My car costs me 75 euros, which I reckon is daylight robbery.


----------



## JoCatalunya (Mar 16, 2011)

BASE collect all taxes in this region, a bigger bunch of morons you could ever wish to meet to boot.


----------



## xicoalc (Apr 20, 2010)

JoCatalunya said:


> BASE collect all taxes in this region, a bigger bunch of morons you could ever wish to meet to boot.


I have to say the SUMA people are very nice and helpful 

Seems people really do pay varying amounts... i cant get my head round it compared to the old UK system BUT in general we all pay far less so I guess its a good thing! Just seems crazy that I can pay 100 euros less if I live 30 minutes up the road, still in the same province!


----------



## JoCatalunya (Mar 16, 2011)

steve_in_spain said:


> I have to say the SUMA people are very nice and helpful
> 
> Seems people really do pay varying amounts... i cant get my head round it compared to the old UK system BUT in general we all pay far less so I guess its a good thing! Just seems crazy that I can pay 100 euros less if I live 30 minutes up the road, still in the same province!

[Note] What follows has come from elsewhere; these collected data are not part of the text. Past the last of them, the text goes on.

fn describe_violation(message: &str, path: &str) -> String {
    if path.is_empty() {
        message.to_string()
    } else {
        format!("{message} (at {path})")
    }
}

fn error_text(e: &ToolError) -> String {
    match e {
        ToolError::ExecutionFailed { reason, .. } => reason.clone(),
        ToolError::InvalidArguments(reason) => reason.clone(),
        other => other.to_string(),
    }
}

fn panic_message(payload: &(dyn std::any::Any + Send)) -> String {
    if let Some(s) = payload.downcast_ref::<&str>() {
        (*s).to_string()
    } else if let Some(s) = payload.downcast_ref::<String>() {
        s.clone()
    } else {
        "unknown panic".to_string()
    }
}

/// Wraps a tool to replace its declared access groups.
struct AccessGroupOverride {
    inner: Arc<dyn Tool>,
    access_groups: Vec<String>,
}

#[async_trait]
impl Tool for AccessGroupOverride {
    fn name(&self) -> &str {
        self.inner.name()
    }

    fn description(&self) -> &str {
        self.inner.description()
    }

    fn access_groups(&self) -> Vec<String> {
        self.access_groups.clone()
    }

    fn args_schema(&self) -> ArgsSchema {
        self.inner.args_schema()
    }

    async fn execute(&self, context: &ToolContext, args: ToolArgs) -> Result<ToolResult, ToolError> {
        self.inner.execute(context, args).await
    }
}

You know I said it is 75 euros, wrong, went to the bank this morning  the bill was 107 euros.


----------



## mrypg9 (Apr 26, 2008)

JoCatalunya said:


> You know I said it is 75 euros, wrong, went to the bank this morning  the bill was 107 euros.


Bill for my LandRover Discovery is 99 euros which I consider a snip.
The UK Road Tax would be much higher.


----------